The hits per second figures are pretty solid between the three servers because search requests are dispatched among the active servers randomly, so as long as they're not horribly broken they will tend to be about the same.

Service time is the elapsed milliseconds between starting the Lucene search and getting a result set back, and does not include traversing the returned set and outputting to the network, or network setup and protocol overhead. The various machines are slightly different so slight differences in times are not surprising. On these two graphs Vincent (the server I'm fiddling with) shows up generally between the other two in service time. They seem broadly consistent from the Java to the Mono version, certainly within acceptable limits.

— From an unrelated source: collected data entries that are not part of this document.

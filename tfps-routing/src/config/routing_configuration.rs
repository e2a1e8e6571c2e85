use crate::{app::RoutingError, model::graph::GraphBuildOptions, model::provider::DEFAULT_SPEED_KPH};
use serde::{Deserialize, Serialize};
use std::path::Path;

/// defines the inputs and behaviors of a routing session
#[derive(Clone, Serialize, Deserialize, Debug, PartialEq)]
#[serde(default)]
pub struct RoutingConfiguration {
    /// CSV with header `site,approach,name,latitude,longitude`
    pub sites_file: String,
    /// CSV with header `from,to`
    pub connections_file: String,
    /// headerless `time,origin,destination,cost` cache. when absent or
    /// missing on disk, costs are estimated from site positions instead.
    pub travel_time_file: Option<String>,
    pub bidirectional_connections: bool,
    pub internal_connections: bool,
    /// travel speed for the distance-based estimate
    pub speed_kph: f64,
    pub parallelize: bool,
    pub default_k: usize,
}

impl Default for RoutingConfiguration {
    fn default() -> Self {
        Self {
            sites_file: String::from("data/sites.csv"),
            connections_file: String::from("data/connections.csv"),
            travel_time_file: None,
            bidirectional_connections: true,
            internal_connections: true,
            speed_kph: DEFAULT_SPEED_KPH,
            parallelize: true,
            default_k: 5,
        }
    }
}

impl RoutingConfiguration {
    pub fn graph_build_options(&self) -> GraphBuildOptions {
        GraphBuildOptions {
            bidirectional: self.bidirectional_connections,
            internal_connections: self.internal_connections,
        }
    }

    /// the configured travel time cache, if it exists on disk
    pub fn existing_travel_time_file(&self) -> Option<&Path> {
        self.travel_time_file
            .as_deref()
            .map(Path::new)
            .filter(|p| p.is_file())
    }
}

impl TryFrom<&String> for RoutingConfiguration {
    type Error = RoutingError;

    fn try_from(f: &String) -> Result<Self, Self::Error> {
        let conf: RoutingConfiguration = if f.ends_with(".toml") {
            let s = std::fs::read_to_string(f).map_err(|e| {
                RoutingError::ConfigurationError(format!("failure reading {f}: {e}"))
            })?;
            toml::from_str(&s).map_err(|e| {
                RoutingError::ConfigurationError(format!("failure decoding {f}: {e}"))
            })?
        } else if f.ends_with(".json") {
            let s = std::fs::read_to_string(f).map_err(|e| {
                RoutingError::ConfigurationError(format!("failure reading {f}: {e}"))
            })?;
            serde_json::from_str(&s).map_err(|e| {
                RoutingError::ConfigurationError(format!("failure decoding {f}: {e}"))
            })?
        } else {
            return Err(RoutingError::ConfigurationError(format!(
                "unsupported file type: {f}"
            )));
        };
        if conf.default_k == 0 {
            return Err(RoutingError::ConfigurationError(format!(
                "default_k in {f} must be at least 1"
            )));
        }
        Ok(conf)
    }
}
use clap::{Parser, Subcommand};
use std::path::Path;
use tfps_routing::{
    app::{RouteFacade, RoutingCliError},
    config::RoutingConfiguration,
    model::graph::NodeId,
};

#[derive(Parser)]
#[command(author, version, about, long_about = None)]
#[command(propagate_version = true)]
pub struct RoutingAppArguments {
    #[command(subcommand)]
    app: App,
}

#[derive(Subcommand)]
pub enum App {
    /// find the k cheapest routes between two approaches at a time of day
    Route {
        #[arg(long, help = "path to .toml or .json file with routing parameters")]
        config: Option<String>,
        #[arg(long, help = "origin approach as <site>-<approach>, e.g. 970-1")]
        origin: String,
        #[arg(long, help = "destination approach as <site>-<approach>, e.g. 2000-3")]
        destination: String,
        #[arg(long, help = "time of day as HH:MM")]
        time: String,
        #[arg(long, help = "number of routes, defaults to default_k of the configuration")]
        k: Option<usize>,
    },
    /// sample travel times for all 96 time slots and write them as a cache file
    Generate {
        #[arg(long, help = "path to .toml or .json file with routing parameters")]
        config: Option<String>,
        #[arg(long, help = "output path for the travel time CSV")]
        output_file: String,
    },
}

fn read_configuration(config: Option<&String>) -> Result<RoutingConfiguration, RoutingCliError> {
    let conf = match config {
        None => RoutingConfiguration::default(),
        Some(f) => {
            log::info!("reading routing configuration from {f}");
            RoutingConfiguration::try_from(f)?
        }
    };
    Ok(conf)
}

fn parse_node(value: &str) -> Result<NodeId, RoutingCliError> {
    value.parse::<NodeId>().map_err(RoutingCliError::ArgumentError)
}

pub fn run(app: &App) -> Result<(), RoutingCliError> {
    env_logger::init();
    match app {
        App::Route {
            config,
            origin,
            destination,
            time,
            k,
        } => {
            let conf = read_configuration(config.as_ref())?;
            let origin = parse_node(origin)?;
            let destination = parse_node(destination)?;
            let mut facade = RouteFacade::try_from(&conf)?;
            let routes =
                facade.route_between(&origin, &destination, time, k.unwrap_or(conf.default_k))?;
            if routes.is_empty() {
                log::warn!("no route from '{origin}' to '{destination}' at {time}");
            }
            println!("{}", serde_json::to_string_pretty(&routes)?);
            Ok(())
        }
        App::Generate {
            config,
            output_file,
        } => {
            let conf = read_configuration(config.as_ref())?;
            let mut facade = RouteFacade::try_from(&conf)?;
            match facade.generate_travel_times_file(Path::new(output_file)) {
                Ok(_) => {
                    eprintln!("finished.");
                    Ok(())
                }
                Err(e) => {
                    log::error!("tfps-routing failed: {e}");
                    Err(e)?
                }
            }
        }
    }
}

fn main() {
    let args = RoutingAppArguments::parse();
    if let Err(e) = run(&args.app) {
        eprintln!("{e}");
        std::process::exit(1);
    }
}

The one interesting difference is that I don't see any sign of the memory leak I had with the GCJ version (see above somewhere) on the Mono version... I've had to regularly restart the GCJ-based server to keep memory usage from growing indefinitely and sending the machine into swapping. This may be due to different GC handling in the runtimes, or just to the term index enumerator backport that Ben recommended to reduce the amount of unnecessary allocations. I'll have to test some more on this and see if Lucene 1.9rc behaves better on GCJ.

Updater daemon

I'm replacing the command-line bulk updater with an updater daemon; MediaWiki sends update and delete requests to it over XML-RPC, and it churns away in the background.

There are a few key reasons for this:

Under MediaWiki 1.5 the database storage is more complicated; current article text might be compressed or stored via an indirection object in another table. It's easier to have the PHP scripts send text to a daemon than to reimplement all that.
Periodic runs through the bulk database kinda suck. Since Lucene makes us do wacky things with deletions and mass merges anyway, it's not much of a benefit over queuing updates.
Handling deletions after-the-fact is tricky. Running from an extension we can see them happen in the deletion hook.

The daemon can be told to close out the indexes and flush all updates; it'll continue to queue updates and start applying them again when it's told to start up again.

A couple things it does _not_ do yet:

Updated indexes are not automatically copied to readers. An rsync or something will have to get run.
The update daemon could probably just be folded into the search daemon, no need for separate ones. Maybe.

And... stuff.

I did run into a Mono remoting bug when setting this up. I'm told the fix has been committed to SVN, but to run this successfully on 1.1.8 you'll need to apply the patch on that bug.

At the moment I'm running the daemon and the update hooks are sending updates to it. Looks like it may just work. Will do a bulk-update later today/tomorrow to merge old pages, then copy the indexes out.

-- brion 7 July 2005 13:37 (UTC)